The helper marks every supplied attribute as required by default so the schema is compatible with OpenAI strict structured outputs. To allow an attribute to be absent in practice, make the value nullable while keeping the key required:

output_schema = lx.schema.extractions_schema(
    lx.schema.extraction_item_schema(
        "condition",
        attributes={
            "status": {
                "anyOf": [
                    {"type": "string", "enum": ["present", "absent"]},
                    {"type": "null"},
                ]
            }
        },
    )
)

If you need a schema where an attribute key may be omitted entirely, use a raw schema for that provider-specific shape.

Errors and Pitfalls

  • Invalid envelopes raise InferenceConfigError before provider construction.
  • output_schema can be passed with either model_id/config or a preconfigured model when the provider supports user schemas.
  • Examples are optional with output_schema. When supplied, keep example classes and attribute names aligned with the schema to avoid confusing the model.
  • output_schema requires raw JSON provider output. Leave format_type unset or set it to lx.data.FormatType.JSON, and do not force fences.
  • Keep the resolver's default "_attributes" suffix. Custom attribute_suffix/extraction_attributes_suffix settings are incompatible with the raw schema envelope.
  • Do not combine output_schema with provider schema kwargs such as response_format, response_schema, or response_json_schema.
  • When targeting Gemini 2.0 models, add Gemini's propertyOrdering keyword to object schemas that need an explicit property order. The LangExtract helpers stay provider-neutral and do not add that Gemini-specific extension.

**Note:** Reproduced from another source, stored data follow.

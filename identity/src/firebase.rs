use std::time::Duration;

use async_trait::async_trait;
use chrono::{DateTime, Utc};
use config::IdentityConfig;
use errors::{AuthError, AuthErrorCode};
use jt_core::{BearerToken, Principal, SessionProvider, SessionState};
use reqwest::Client;
use serde::{Deserialize, Serialize};
use tokio::sync::{Mutex, watch};
use tracing::{debug, info, warn};
use zeroize::Zeroizing;

use crate::store::{SessionStore, StoredSession};

/// Session provider backed by the Firebase Authentication REST API.
///
/// Holds the refresh token and a cached id token. The id token is refreshed
/// `refresh_margin_seconds` before it expires; refreshes are serialized by
/// the token lock.
pub struct FirebaseSessionProvider {
    http_client: Client,
    config: IdentityConfig,
    store: Option<SessionStore>,
    state: watch::Sender<SessionState>,
    tokens: Mutex<Option<TokenSet>>,
}

struct TokenSet {
    refresh_token: Zeroizing<String>,
    id_token: Option<CachedToken>,
}

struct CachedToken {
    token: Zeroizing<String>,
    expires_at: DateTime<Utc>,
}

#[derive(Serialize)]
#[serde(rename_all = "camelCase")]
struct PasswordRequest<'a> {
    email: &'a str,
    password: &'a str,
    return_secure_token: bool,
}

#[derive(Serialize)]
#[serde(rename_all = "camelCase")]
struct IdpRequest {
    post_body: String,
    request_uri: &'static str,
    return_secure_token: bool,
    return_idp_credential: bool,
}

#[derive(Deserialize)]
#[serde(rename_all = "camelCase")]
struct SignInResponse {
    local_id: String,
    #[serde(default)]
    email: Option<String>,
    #[serde(default)]
    display_name: Option<String>,
    id_token: String,
    refresh_token: String,
    expires_in: String,
}

#[derive(Deserialize)]
struct RefreshResponse {
    id_token: String,
    refresh_token: String,
    expires_in: String,
}

#[derive(Debug, Deserialize)]
struct ErrorEnvelope {
    error: ErrorBody,
}

#[derive(Debug, Deserialize)]
struct ErrorBody {
    #[serde(default)]
    message: String,
}

impl FirebaseSessionProvider {
    pub fn new(config: IdentityConfig) -> Result<Self, AuthError> {
        let http_client = Client::builder()
            .timeout(Duration::from_secs(30))
            .build()
            .map_err(|e| {
                AuthError::new(AuthErrorCode::Internal, "Failed to build HTTP client").with_cause(e)
            })?;

        let store = config.session_path().map(SessionStore::new);
        let (state, _) = watch::channel(SessionState::Unknown);

        Ok(Self {
            http_client,
            config,
            store,
            state,
            tokens: Mutex::new(None),
        })
    }

    /// Disable persistence (sessions live only as long as the process).
    pub fn without_persistence(mut self) -> Self {
        self.store = None;
        self
    }

    /// Restore a persisted session, publishing the resulting state.
    ///
    /// No network call is made; the first [`SessionProvider::id_token`] call
    /// exchanges the refresh token.
    pub async fn restore(&self) -> SessionState {
        let stored = match &self.store {
            Some(store) => match store.load().await {
                Ok(stored) => stored,
                Err(e) => {
                    warn!(error = %e, "Ignoring unreadable session file");
                    None
                }
            },
            None => None,
        };

        let state = match stored {
            Some(stored) => {
                *self.tokens.lock().await = Some(TokenSet {
                    refresh_token: Zeroizing::new(stored.refresh_token),
                    id_token: None,
                });
                info!(uid = %stored.principal.uid, "Restored session");
                SessionState::SignedIn(stored.principal)
            }
            None => SessionState::SignedOut,
        };

        self.state.send_replace(state.clone());
        state
    }

    fn endpoint(&self, base: &str, path: &str) -> String {
        format!(
            "{}{}?key={}",
            base.trim_end_matches('/'),
            path,
            urlencoding::encode(&self.config.api_key)
        )
    }

    async fn post_json<B, T>(&self, url: &str, body: &B) -> Result<T, AuthError>
    where
        B: Serialize + ?Sized,
        T: for<'de> Deserialize<'de>,
    {
        let response = self
            .http_client
            .post(url)
            .json(body)
            .send()
            .await
            .map_err(network_error)?;
        decode(response).await
    }

    async fn password_flow(
        &self,
        path: &str,
        email: &str,
        password: &str,
    ) -> Result<Principal, AuthError> {
        let url = self.endpoint(&self.config.auth_url, path);
        let request = PasswordRequest {
            email,
            password,
            return_secure_token: true,
        };
        let response: SignInResponse = self.post_json(&url, &request).await?;
        self.establish(response).await
    }

    async fn establish(&self, response: SignInResponse) -> Result<Principal, AuthError> {
        let principal = Principal {
            uid: response.local_id,
            email: response.email,
            display_name: response.display_name.filter(|n| !n.is_empty()),
        };
        let expires_at = expiry_from(&response.expires_in);

        *self.tokens.lock().await = Some(TokenSet {
            refresh_token: Zeroizing::new(response.refresh_token.clone()),
            id_token: Some(CachedToken {
                token: Zeroizing::new(response.id_token),
                expires_at,
            }),
        });

        self.persist(&principal, response.refresh_token).await;
        info!(uid = %principal.uid, "Signed in");
        self.state
            .send_replace(SessionState::SignedIn(principal.clone()));
        Ok(principal)
    }

    async fn persist(&self, principal: &Principal, refresh_token: String) {
        let Some(store) = &self.store else {
            return;
        };
        let stored = StoredSession {
            principal: principal.clone(),
            refresh_token,
        };
        if let Err(e) = store.save(&stored).await {
            warn!(error = %e, "Session could not be persisted");
        }
    }

    async fn refresh(&self, refresh_token: &str) -> Result<RefreshResponse, AuthError> {
        let url = self.endpoint(&self.config.token_url, "/v1/token");
        let form = [
            ("grant_type", "refresh_token"),
            ("refresh_token", refresh_token),
        ];
        let response = self
            .http_client
            .post(&url)
            .form(&form)
            .send()
            .await
            .map_err(network_error)?;
        decode(response).await
    }

    async fn forget(&self) -> Result<(), AuthError> {
        *self.tokens.lock().await = None;
        let cleared = match &self.store {
            Some(store) => store.clear().await,
            None => Ok(()),
        };
        self.state.send_replace(SessionState::SignedOut);
        cleared
    }
}

#[async_trait]
impl SessionProvider for FirebaseSessionProvider {
    fn current_principal(&self) -> Option<Principal> {
        self.state.borrow().principal().cloned()
    }

    async fn id_token(&self) -> Result<BearerToken, AuthError> {
        let mut guard = self.tokens.lock().await;
        let Some(tokens) = guard.as_mut() else {
            return Err(AuthError::new(
                AuthErrorCode::NoCurrentUser,
                "No user is signed in",
            ));
        };

        let margin = chrono::Duration::seconds(self.config.refresh_margin_seconds as i64);
        if let Some(cached) = &tokens.id_token {
            if cached.expires_at > Utc::now() + margin {
                return Ok(BearerToken::new(cached.token.as_str()));
            }
        }

        debug!("Refreshing id token");
        let refresh_token = tokens.refresh_token.clone();
        let refreshed = match self.refresh(&refresh_token).await {
            Ok(refreshed) => refreshed,
            Err(e) if e.code == AuthErrorCode::UserTokenExpired
                || e.code == AuthErrorCode::UserDisabled
                || e.code == AuthErrorCode::UserNotFound =>
            {
                warn!(code = %e.code, "Session revoked by provider, signing out");
                drop(guard);
                if let Err(clear_err) = self.forget().await {
                    warn!(error = %clear_err, "Failed to clear revoked session");
                }
                return Err(e);
            }
            Err(e) => return Err(e),
        };

        let rotated = refreshed.refresh_token != refresh_token.as_str();
        tokens.refresh_token = Zeroizing::new(refreshed.refresh_token.clone());
        tokens.id_token = Some(CachedToken {
            token: Zeroizing::new(refreshed.id_token.clone()),
            expires_at: expiry_from(&refreshed.expires_in),
        });
        drop(guard);

        if rotated {
            if let Some(principal) = self.current_principal() {
                self.persist(&principal, refreshed.refresh_token).await;
            }
        }

        Ok(BearerToken::new(refreshed.id_token))
    }

    async fn sign_in(&self, email: &str, password: &str) -> Result<Principal, AuthError> {
        self.password_flow("/v1/accounts:signInWithPassword", email, password)
            .await
    }

    async fn sign_up(&self, email: &str, password: &str) -> Result<Principal, AuthError> {
        self.password_flow("/v1/accounts:signUp", email, password)
            .await
    }

    async fn sign_in_federated(&self) -> Result<Principal, AuthError> {
        let Some(assertion) = self.config.federated_id_token.as_deref() else {
            return Err(AuthError::new(
                AuthErrorCode::FederatedCancelled,
                "No federated identity assertion is available",
            ));
        };

        let url = self.endpoint(&self.config.auth_url, "/v1/accounts:signInWithIdp");
        let request = IdpRequest {
            post_body: format!(
                "id_token={}&providerId={}",
                urlencoding::encode(assertion),
                urlencoding::encode(&self.config.federated_provider)
            ),
            request_uri: "http://localhost",
            return_secure_token: true,
            return_idp_credential: true,
        };
        let response: SignInResponse = self.post_json(&url, &request).await?;
        self.establish(response).await
    }

    async fn sign_out(&self) -> Result<(), AuthError> {
        info!("Signing out");
        self.forget().await
    }

    fn subscribe(&self) -> watch::Receiver<SessionState> {
        self.state.subscribe()
    }
}

async fn decode<T>(response: reqwest::Response) -> Result<T, AuthError>
where
    T: for<'de> Deserialize<'de>,
{
    let status = response.status();
    let body = response.text().await.map_err(network_error)?;

    if !status.is_success() {
        let message = serde_json::from_str::<ErrorEnvelope>(&body)
            .map(|envelope| envelope.error.message)
            .unwrap_or_default();
        let code = code_from_provider_message(&message);
        warn!(status = status.as_u16(), code = %code, "Identity provider rejected request");
        return Err(AuthError::new(
            code,
            if message.is_empty() {
                format!("HTTP {}", status.as_u16())
            } else {
                message
            },
        ));
    }

    serde_json::from_str(&body).map_err(|e| {
        AuthError::new(
            AuthErrorCode::Internal,
            "Unexpected identity provider response",
        )
        .with_cause(e)
    })
}

fn network_error(e: reqwest::Error) -> AuthError {
    AuthError::new(AuthErrorCode::NetworkRequestFailed, e.to_string()).with_cause(e)
}

fn expiry_from(expires_in: &str) -> DateTime<Utc> {
    let seconds = expires_in.trim().parse::<i64>().unwrap_or(0);
    Utc::now() + chrono::Duration::seconds(seconds)
}

/// Map a provider message such as `"WEAK_PASSWORD : Password should be at
/// least 6 characters"` to a code.
pub fn code_from_provider_message(message: &str) -> AuthErrorCode {
    let head = message.split(':').next().unwrap_or_default().trim();
    match head {
        "INVALID_LOGIN_CREDENTIALS" | "INVALID_IDP_RESPONSE" => AuthErrorCode::InvalidCredential,
        "EMAIL_NOT_FOUND" | "USER_NOT_FOUND" => AuthErrorCode::UserNotFound,
        "INVALID_PASSWORD" => AuthErrorCode::WrongPassword,
        "EMAIL_EXISTS" => AuthErrorCode::EmailAlreadyInUse,
        "WEAK_PASSWORD" => AuthErrorCode::WeakPassword,
        "INVALID_EMAIL" | "MISSING_EMAIL" => AuthErrorCode::InvalidEmail,
        "TOO_MANY_ATTEMPTS_TRY_LATER" => AuthErrorCode::TooManyRequests,
        "USER_DISABLED" => AuthErrorCode::UserDisabled,
        "OPERATION_NOT_ALLOWED" | "PASSWORD_LOGIN_DISABLED" => AuthErrorCode::OperationNotAllowed,
        "UNAUTHORIZED_DOMAIN" => AuthErrorCode::UnauthorizedDomain,
        "TOKEN_EXPIRED" | "INVALID_REFRESH_TOKEN" | "CREDENTIAL_TOO_OLD_LOGIN_AGAIN" => {
            AuthErrorCode::UserTokenExpired
        }
        _ => AuthErrorCode::Internal,
    }
}

#[cfg(test)]
mod tests {
    use super::*;

    #[test]
    fn test_provider_messages_map_to_codes() {
        assert_eq!(
            code_from_provider_message("EMAIL_EXISTS"),
            AuthErrorCode::EmailAlreadyInUse
        );
        assert_eq!(
            code_from_provider_message("WEAK_PASSWORD : Password should be at least 6 characters"),
            AuthErrorCode::WeakPassword
        );
        assert_eq!(
            code_from_provider_message("INVALID_LOGIN_CREDENTIALS"),
            AuthErrorCode::InvalidCredential
        );
        assert_eq!(
            code_from_provider_message("TOO_MANY_ATTEMPTS_TRY_LATER : Try again later."),
            AuthErrorCode::TooManyRequests
        );
        assert_eq!(code_from_provider_message(""), AuthErrorCode::Internal);
        assert_eq!(
            code_from_provider_message("SOMETHING_NEW"),
            AuthErrorCode::Internal
        );
    }

    #[test]
    fn test_expiry_parsing() {
        let before = Utc::now();
        let expiry = expiry_from("3600");
        assert!(expiry >= before + chrono::Duration::seconds(3599));
        assert!(expiry_from("garbage") <= Utc::now());
    }

    #[tokio::test]
    async fn test_id_token_without_session_fails() {
        let provider = FirebaseSessionProvider::new(IdentityConfig::default())
            .unwrap()
            .without_persistence();
        let err = provider.id_token().await.unwrap_err();
        assert_eq!(err.code, AuthErrorCode::NoCurrentUser);
        assert!(provider.current_principal().is_none());
    }

    #[tokio::test]
    async fn test_federated_without_assertion_is_cancelled() {
        let provider = FirebaseSessionProvider::new(IdentityConfig::default())
            .unwrap()
            .without_persistence();
        let err = provider.sign_in_federated().await.unwrap_err();
        assert_eq!(err.code, AuthErrorCode::FederatedCancelled);
    }
}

  • Raw schemas must describe extractions.items inline, including each extraction text key and <extraction_class>_attributes object. LangExtract does not resolve $ref for those resolver keys before provider construction.
  • Use anyOf, not oneOf, for item unions. Gemini treats oneOf like anyOf, and OpenAI strict structured outputs reject oneOf.

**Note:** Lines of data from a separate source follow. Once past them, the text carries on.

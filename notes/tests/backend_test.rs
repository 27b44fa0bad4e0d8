use std::sync::Arc;

use client::NotesClient;
use config::ApiConfig;
use jt_core::SessionHandle;
use notes::NoteCollection;
use serde_json::json;
use testing::{ScriptedDialog, ScriptedSessionProvider, note_json, principal};
use wiremock::matchers::{body_json, header, method, path};
use wiremock::{Mock, MockServer, ResponseTemplate};

fn collection(base_url: String) -> NoteCollection {
    let api = NotesClient::new(&ApiConfig {
        base_url,
        timeout_seconds: Some(5),
    })
    .unwrap();
    let provider = Arc::new(ScriptedSessionProvider::signed_in(principal(
        "u1",
        "ada@example.com",
    )));
    NoteCollection::new(
        Arc::new(api),
        Arc::new(ScriptedDialog::new()),
        SessionHandle::new(provider),
    )
}

#[tokio::test]
async fn test_toggle_issues_favorites_then_all() {
    let server = MockServer::start().await;
    Mock::given(method("GET"))
        .and(path("/api/notes/favorites"))
        .respond_with(
            ResponseTemplate::new(200).set_body_json(json!([note_json(2, "Starred", "", true)])),
        )
        .expect(1)
        .mount(&server)
        .await;
    Mock::given(method("GET"))
        .and(path("/api/notes"))
        .respond_with(ResponseTemplate::new(200).set_body_json(json!([
            note_json(2, "Starred", "", true),
            note_json(1, "Plain", "", false)
        ])))
        .expect(1)
        .mount(&server)
        .await;

    let notes = collection(server.uri());
    notes.toggle_favorites_view().await.unwrap();
    assert_eq!(notes.notes().len(), 1);
    notes.toggle_favorites_view().await.unwrap();
    assert_eq!(notes.notes().len(), 2);

    let paths: Vec<String> = server
        .received_requests()
        .await
        .unwrap()
        .iter()
        .map(|r| r.url.path().to_string())
        .collect();
    assert_eq!(paths, vec!["/api/notes/favorites", "/api/notes"]);
}

#[tokio::test]
async fn test_groceries_scenario() {
    let server = MockServer::start().await;
    Mock::given(method("POST"))
        .and(path("/api/notes"))
        .and(header("Authorization", "Bearer token-1"))
        .and(body_json(json!({
            "title": "Groceries",
            "content": "milk, eggs",
            "isFavorite": false
        })))
        .respond_with(ResponseTemplate::new(201).set_body_json(json!({
            "id": "n1",
            "title": "Groceries",
            "content": "milk, eggs",
            "isFavorite": false,
            "createdAt": "2024-01-01T00:00:00Z"
        })))
        .expect(1)
        .mount(&server)
        .await;
    Mock::given(method("PUT"))
        .and(path("/api/notes/n1"))
        .and(body_json(json!({
            "title": "Groceries",
            "content": "milk, eggs",
            "isFavorite": true
        })))
        .respond_with(ResponseTemplate::new(200).set_body_json(json!({
            "id": "n1",
            "title": "Groceries",
            "content": "milk, eggs",
            "isFavorite": true,
            "createdAt": "2024-01-01T00:00:00Z"
        })))
        .expect(1)
        .mount(&server)
        .await;

    let notes = collection(server.uri());
    notes.new_note();
    notes.set_title("Groceries");
    notes.set_content("milk, eggs");
    let created = notes.save().await.unwrap();
    assert_eq!(notes.notes().first(), Some(&created));
    assert_eq!(created.id.as_str(), "n1");

    notes.set_favorite(true);
    let updated = notes.save().await.unwrap();
    assert_eq!(updated.id, created.id);
    assert_eq!(updated.created_at, created.created_at);
    assert_eq!(notes.notes(), vec![updated]);
}

#[tokio::test]
async fn test_server_message_reaches_error() {
    let server = MockServer::start().await;
    Mock::given(method("GET"))
        .and(path("/api/notes"))
        .respond_with(
            ResponseTemplate::new(403).set_body_json(json!({"message": "Access denied"})),
        )
        .mount(&server)
        .await;

    let notes = collection(server.uri());
    notes.load().await.unwrap_err();
    assert_eq!(
        notes.error().as_deref(),
        Some("Failed to load notes: Access denied")
    );
}

#[tokio::test]
async fn test_no_connectivity_message() {
    let server = MockServer::start().await;
    let uri = server.uri();
    drop(server);

    let notes = collection(uri);
    notes.load().await.unwrap_err();
    assert_eq!(
        notes.error().as_deref(),
        Some("Failed to load notes: Unable to connect to server.")
    );
}
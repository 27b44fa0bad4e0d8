use std::io::{self, Write};

use anyhow::Result;
use clap::{Args, CommandFactory};
use clap_complete::{Shell, generate};

use super::Cli;

#[derive(Args)]
pub struct CompletionArgs {
    /// Shell to generate completions for
    #[arg(value_enum)]
    pub shell: Shell,
}

pub fn run(args: &CompletionArgs) -> Result<()> {
    write_completions(args.shell, &mut io::stdout().lock())
}

/// Completion script for the whole command tree, named after the binary.
fn write_completions(shell: Shell, out: &mut dyn Write) -> Result<()> {
    let mut cmd = Cli::command();
    let bin_name = cmd.get_name().to_string();
    generate(shell, &mut cmd, bin_name, out);
    out.flush()?;
    Ok(())
}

  • lx.schema.extraction_item_schema(..., additional_properties=False) applies that setting to both the outer extraction item object and its nested <extraction_class>_attributes object.
  • OpenAI uses strict structured outputs by default with LangExtract's default schema name. The lower-level OpenAISchema.from_schema_dict(..., schema_name=..., strict=False) constructor is an escape hatch for callers configuring provider models directly.

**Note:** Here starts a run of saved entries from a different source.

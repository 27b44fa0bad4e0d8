use async_trait::async_trait;
use config::ApiConfig;
use errors::ApiError;
use jt_core::{
    EmailReceipt, Note, NoteId, NotePayload, NoteStats, NotesApi, SessionHandle,
};
use reqwest::{Method, Url};
use serde::de::DeserializeOwned;
use serde_json::Value;

use crate::pipeline::ApiClient;

/// Typed notes operations over the [`ApiClient`] pipeline.
#[derive(Debug, Clone)]
pub struct NotesClient {
    api: ApiClient,
}

impl NotesClient {
    pub fn new(config: &ApiConfig) -> Result<Self, ApiError> {
        Ok(Self {
            api: ApiClient::new(config)?,
        })
    }

    pub fn from_client(api: ApiClient) -> Self {
        Self { api }
    }

    pub fn pipeline(&self) -> &ApiClient {
        &self.api
    }

    /// Unauthenticated liveness check (`GET /health`).
    pub async fn health(&self) -> Result<Value, ApiError> {
        let url = self.api.url(&["health"]);
        self.api
            .send(&SessionHandle::anonymous(), Method::GET, url, None)
            .await
    }

    /// Ask the backend what it makes of the current token.
    pub async fn verify_token(&self, session: &SessionHandle) -> Result<Value, ApiError> {
        let url = self.api.url(&["api", "auth", "verify-token"]);
        self.api.send(session, Method::POST, url, None).await
    }

    fn notes_url(&self, rest: &[&str]) -> Url {
        let mut segments = vec!["api", "notes"];
        segments.extend_from_slice(rest);
        self.api.url(&segments)
    }

    async fn fetch<T: DeserializeOwned>(
        &self,
        session: &SessionHandle,
        method: Method,
        url: Url,
        body: Option<&Value>,
    ) -> Result<T, ApiError> {
        let value = self.api.send(session, method, url, body).await?;
        serde_json::from_value(value).map_err(ApiError::dispatch)
    }
}

fn payload_body(payload: &NotePayload) -> Result<Value, ApiError> {
    serde_json::to_value(payload).map_err(ApiError::dispatch)
}

#[async_trait]
impl NotesApi for NotesClient {
    async fn list_notes(&self, session: &SessionHandle) -> Result<Vec<Note>, ApiError> {
        self.fetch(session, Method::GET, self.notes_url(&[]), None)
            .await
    }

    async fn list_favorites(&self, session: &SessionHandle) -> Result<Vec<Note>, ApiError> {
        self.fetch(session, Method::GET, self.notes_url(&["favorites"]), None)
            .await
    }

    async fn search_notes(
        &self,
        session: &SessionHandle,
        keyword: &str,
    ) -> Result<Vec<Note>, ApiError> {
        let mut url = self.notes_url(&["search"]);
        url.query_pairs_mut().append_pair("keyword", keyword);
        self.fetch(session, Method::GET, url, None).await
    }

    async fn get_note(&self, session: &SessionHandle, id: &NoteId) -> Result<Note, ApiError> {
        self.fetch(session, Method::GET, self.notes_url(&[id.as_str()]), None)
            .await
    }

    async fn create_note(
        &self,
        session: &SessionHandle,
        payload: &NotePayload,
    ) -> Result<Note, ApiError> {
        let body = payload_body(payload)?;
        self.fetch(session, Method::POST, self.notes_url(&[]), Some(&body))
            .await
    }

    async fn update_note(
        &self,
        session: &SessionHandle,
        id: &NoteId,
        payload: &NotePayload,
    ) -> Result<Note, ApiError> {
        let body = payload_body(payload)?;
        self.fetch(
            session,
            Method::PUT,
            self.notes_url(&[id.as_str()]),
            Some(&body),
        )
        .await
    }

    async fn delete_note(&self, session: &SessionHandle, id: &NoteId) -> Result<(), ApiError> {
        self.api
            .send(session, Method::DELETE, self.notes_url(&[id.as_str()]), None)
            .await
            .map(|_| ())
    }

    async fn email_note(
        &self,
        session: &SessionHandle,
        id: &NoteId,
        address: &str,
    ) -> Result<EmailReceipt, ApiError> {
        let mut url = self.notes_url(&[id.as_str(), "send-email"]);
        url.query_pairs_mut().append_pair("email", address);
        match self.api.send(session, Method::POST, url, None).await? {
            Value::Object(map) => {
                serde_json::from_value(Value::Object(map)).map_err(ApiError::dispatch)
            }
            Value::String(message) => Ok(EmailReceipt {
                message: Some(message),
                ..EmailReceipt::default()
            }),
            _ => Ok(EmailReceipt::default()),
        }
    }

    async fn stats(&self, session: &SessionHandle) -> Result<NoteStats, ApiError> {
        self.fetch(session, Method::GET, self.notes_url(&["stats"]), None)
            .await
    }
}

  • LangExtract validates only the output envelope locally; the provider API validates the JSON schema itself. OpenAI strict mode requires every object to list all properties in required and set additionalProperties: false — the lx.schema helpers emit compliant schemas, and the OpenAI API reports the exact path of any violation in hand-written schemas. Schema size/depth limits, enum limits, and keyword support also vary by provider, model, and endpoint.
  • Avoid stop/stop_sequences with output_schema: stop sequences can truncate schema-constrained JSON mid-document while the response still reports a normal finish reason.